La gabbianella e il gatto (1998)
Disponibile su: Infinity
Le 5 leggende (2012)
Disponibile su: Now
Negli anni che vedono la collaborazione tra DreamWorks Animation e Guillelmo del Toro (in veste di consulente e produttore esecutivo) Le 5 leggende è forse uno dei risultati più significativi di questa partnership. Tratto dai romanzi di William Joyce, definito alla sua uscita come un “Avengers per bambini”, il film vede alcune delle figure folcloristiche più celebri dell’infanzia, come Babbo Natale, Sandman e la Fatina dei denti, riunirsi per fronteggiare la minaccia dell’oscuro Pitch Black, potendo così salvare tanto le festività quanto la capacità dei bambini di credere e di sognare. Tra questi è incluso un Coniglio pasquale inedito, caratterizzato da un carisma tutto australiano che eredita da Hugh Jackman, attore che gli dà la voce in originale.
Peter Rabbit (2018)
Disponibile su: Netflix, Prime Video, Tim Vision
Versione in chiave contemporanea di uno dei personaggi classici della letteratura inglese per l’infanzia. Nato agli inizi del Novecento dalla penna dell’autrice britannica Beatrix Potter, Peter Rabbit vede nel film del 2018, diretto da Will Gluck, una nuova incarnazione. Giocato sulla tecnica mista, intrecciando riprese dal vero con le animazioni realizzate da Sony Pictures Animation, la pellicola mette da parte i toni più fiabeschi e infantili delle storie originali per aprirsi maggiormente a quelli della commedia demenziale, ricollegandosi in modo particolare a tutta quella produzione costruita proprio sull’incontro/scontro tra attori reali e personaggi realizzati in CGI.

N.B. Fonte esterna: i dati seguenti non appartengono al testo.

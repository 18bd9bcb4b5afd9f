//! Behavioural tests for navigating the bookstore against a mock API.

mod support;

use litshop::LitshopConfig;
use litshop::api::ClientError;
use litshop::cli;
use litshop::view::Location;
use litshop::SessionStore;
use rstest::fixture;
use rstest_bdd::Slot;
use rstest_bdd_macros::{ScenarioState, given, scenario, then, when};
use serde_json::json;
use support::runtime::{SharedRuntime, ensure_runtime_and_server};
use support::{books_json, create_temp_dir, signed_in_store};
use tempfile::TempDir;
use wiremock::matchers::{method, path};
use wiremock::{Mock, MockServer, ResponseTemplate};

#[derive(ScenarioState, Default)]
struct NavigationState {
    runtime: Slot<SharedRuntime>,
    server: Slot<MockServer>,
    temp_dir: Slot<TempDir>,
    store: Slot<SessionStore>,
    result: Slot<Result<Location, ClientError>>,
    output: Slot<String>,
}

#[fixture]
fn navigation_state() -> NavigationState {
    NavigationState::default()
}

fn runtime(navigation_state: &NavigationState) -> SharedRuntime {
    ensure_runtime_and_server(&navigation_state.runtime, &navigation_state.server)
        .unwrap_or_else(|error| panic!("failed to start mock API: {error}"))
}

fn mount(navigation_state: &NavigationState, mock: Mock) {
    let shared = runtime(navigation_state);
    navigation_state
        .server
        .with_ref(|server| shared.block_on(mock.mount(server)))
        .unwrap_or_else(|| panic!("mock server not initialised"));
}

fn open(navigation_state: &NavigationState, route: &str, changes: Option<&str>) {
    let shared = runtime(navigation_state);
    let api_url = navigation_state
        .server
        .with_ref(MockServer::uri)
        .unwrap_or_else(|| panic!("mock server URL missing"));
    let session_file = navigation_state
        .store
        .with_ref(|store| store.path().to_string())
        .unwrap_or_else(|| panic!("reader has no session store"));

    let config = LitshopConfig {
        api_url: Some(api_url),
        session_file,
        route: route.trim_matches('"').to_owned(),
        set: changes.map(|raw| raw.trim_matches('"').to_owned()),
        timeout_seconds: 5,
        ..LitshopConfig::default()
    };

    let mut buffer = Vec::new();
    let result = shared.block_on(cli::run(&config, &mut buffer));
    navigation_state.result.set(result);
    navigation_state
        .output
        .set(String::from_utf8_lossy(&buffer).into_owned());
}

// --- Given steps ---

#[given("a signed-in reader")]
fn signed_in_reader(navigation_state: &NavigationState) {
    let temp_dir = create_temp_dir();
    navigation_state.store.set(signed_in_store(&temp_dir));
    navigation_state.temp_dir.set(temp_dir);
    runtime(navigation_state);
}

#[given("the API has {count:u32} books in genre {genre}")]
fn api_has_books(navigation_state: &NavigationState, count: u32, genre: String) {
    let genre_id = genre.trim_matches('"');
    let shelf_path = if genre_id == "g-tech" {
        "/books".to_owned()
    } else {
        format!("/books/genre/{genre_id}")
    };

    mount(
        navigation_state,
        Mock::given(method("GET"))
            .and(path(shelf_path))
            .respond_with(ResponseTemplate::new(200).set_body_json(books_json(count, genre_id)))
            .expect(1),
    );
    mount(
        navigation_state,
        Mock::given(method("GET"))
            .and(path("/genres"))
            .respond_with(
                ResponseTemplate::new(200)
                    .set_body_json(json!({"data": [{"id": genre_id, "name": "Shelf"}]})),
            ),
    );
}

#[given("the API expects no new books")]
fn api_expects_no_books(navigation_state: &NavigationState) {
    mount(
        navigation_state,
        Mock::given(method("POST"))
            .and(path("/books"))
            .respond_with(ResponseTemplate::new(201))
            .expect(0),
    );
}

#[given("the API rejects the session")]
fn api_rejects_session(navigation_state: &NavigationState) {
    mount(
        navigation_state,
        Mock::given(method("GET"))
            .and(path("/transactions"))
            .respond_with(
                ResponseTemplate::new(401).set_body_json(json!({"message": "jwt expired"})),
            ),
    );
}

#[given("the API knows the reader as {user_id}")]
fn api_knows_reader(navigation_state: &NavigationState, user_id: String) {
    mount(
        navigation_state,
        Mock::given(method("GET"))
            .and(path("/auth/me"))
            .respond_with(
                ResponseTemplate::new(200)
                    .set_body_json(json!({"data": {"id": user_id.trim_matches('"')}})),
            )
            .expect(1),
    );
}

#[given("the API accepts orders as transaction {id:u64}")]
fn api_accepts_orders(navigation_state: &NavigationState, id: u64) {
    mount(
        navigation_state,
        Mock::given(method("POST"))
            .and(path("/transactions"))
            .respond_with(
                ResponseTemplate::new(201).set_body_json(json!({"data": {"order": {"id": id}}})),
            )
            .expect(1),
    );
}

// --- When steps ---

#[when("the reader submits {route} with changes {changes}")]
fn reader_opens_with_changes(navigation_state: &NavigationState, route: String, changes: String) {
    open(navigation_state, &route, Some(&changes));
}

#[when("the reader opens {route}")]
fn reader_opens(navigation_state: &NavigationState, route: String) {
    open(navigation_state, &route, None);
}

// --- Then steps ---

#[then("the navigation ends at {expected}")]
fn assert_ends_at(navigation_state: &NavigationState, expected: String) {
    let result = navigation_state
        .result
        .take()
        .unwrap_or_else(|| panic!("no navigation ran"));
    let location = result.unwrap_or_else(|error| panic!("navigation failed: {error}"));
    assert_eq!(location.to_string(), expected.trim_matches('"'));
}

#[then("the navigation fails on field {name}")]
fn assert_fails_on_field(navigation_state: &NavigationState, name: String) {
    let result = navigation_state
        .result
        .take()
        .unwrap_or_else(|| panic!("no navigation ran"));
    let expected = name.trim_matches('"');
    assert!(
        matches!(result, Err(ClientError::Validation { ref field, .. }) if field == expected),
        "expected a validation error on {expected}, got {result:?}"
    );
}

#[then("the output mentions {text}")]
fn assert_output_mentions(navigation_state: &NavigationState, text: String) {
    let output = navigation_state
        .output
        .get()
        .unwrap_or_else(|| panic!("no navigation ran"));
    let expected = text.trim_matches('"');
    assert!(output.contains(expected), "output lacks {expected:?}:\n{output}");
}

#[then("the session is cleared")]
fn assert_session_cleared(navigation_state: &NavigationState) {
    let session = navigation_state
        .store
        .with_ref(SessionStore::load)
        .unwrap_or_else(|| panic!("reader has no session store"))
        .unwrap_or_else(|error| panic!("session could not be read: {error}"));
    assert!(session.is_none(), "expected the session to be removed");
}

#[then("the API received every expected request")]
fn assert_expectations_met(navigation_state: &NavigationState) {
    let shared = runtime(navigation_state);
    navigation_state
        .server
        .with_ref(|server| shared.block_on(server.verify()))
        .unwrap_or_else(|| panic!("mock server not initialised"));
}

#[then("the API received no requests")]
fn assert_no_requests(navigation_state: &NavigationState) {
    let shared = runtime(navigation_state);
    let received = navigation_state
        .server
        .with_ref(|server| shared.block_on(server.received_requests()))
        .unwrap_or_else(|| panic!("mock server not initialised"))
        .unwrap_or_default();
    assert!(received.is_empty(), "expected no requests, got {}", received.len());
}

// --- Scenario bindings ---

#[scenario(path = "tests/features/catalog.feature", index = 0)]
fn genre_filter_fetches_shelf(navigation_state: NavigationState) {
    let _ = navigation_state;
}

#[scenario(path = "tests/features/catalog.feature", index = 1)]
fn untitled_book_is_never_sent(navigation_state: NavigationState) {
    let _ = navigation_state;
}

#[scenario(path = "tests/features/catalog.feature", index = 2)]
fn expired_session_sends_reader_to_login(navigation_state: NavigationState) {
    let _ = navigation_state;
}

#[scenario(path = "tests/features/checkout.feature", index = 0)]
fn order_opens_new_transaction(navigation_state: NavigationState) {
    let _ = navigation_state;
}

#[scenario(path = "tests/features/checkout.feature", index = 1)]
fn empty_cart_is_rejected_locally(navigation_state: NavigationState) {
    let _ = navigation_state;
}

Rabbit School - I guardiani dell'uovo d'oro (2017)
Disponibile su: Prime Video
Winnie the Pooh - Ro e la magia della primavera (2004)
Disponibile su: Disney+
In pieno primo decennio degli anni 2000, la Disney si impegnò nella realizzazione di numerosi seguiti dei suoi classici (i così detti cheapquel), prodotti principalmente dalla DisneyToon Studios e destinati alla distribuzione home-video. Tra i tanti personaggi del pantheon disneyano, quello che ha goduto di un maggior numero di riproposizioni (con ben sette seguiti) è senza dubbio Winnie the Pooh. Agevolati dalla natura episodica delle storie con protagonista l’orsetto di pezza, i film si focalizzano più nel dettaglio sui numerosi personaggi comprimari che popolano il Bosco dei 100 acri. È questo il caso anche di Winnie the Pooh - Ro e la magia della primavera, film che vede protagonista proprio il piccolo canguro Ro in una rilettura in chiave pasquale de Il canto di Natale di Dickens, con il burbero coniglio Tappo a ricoprire i panni di uno pseudo Ebenezer Scrooge.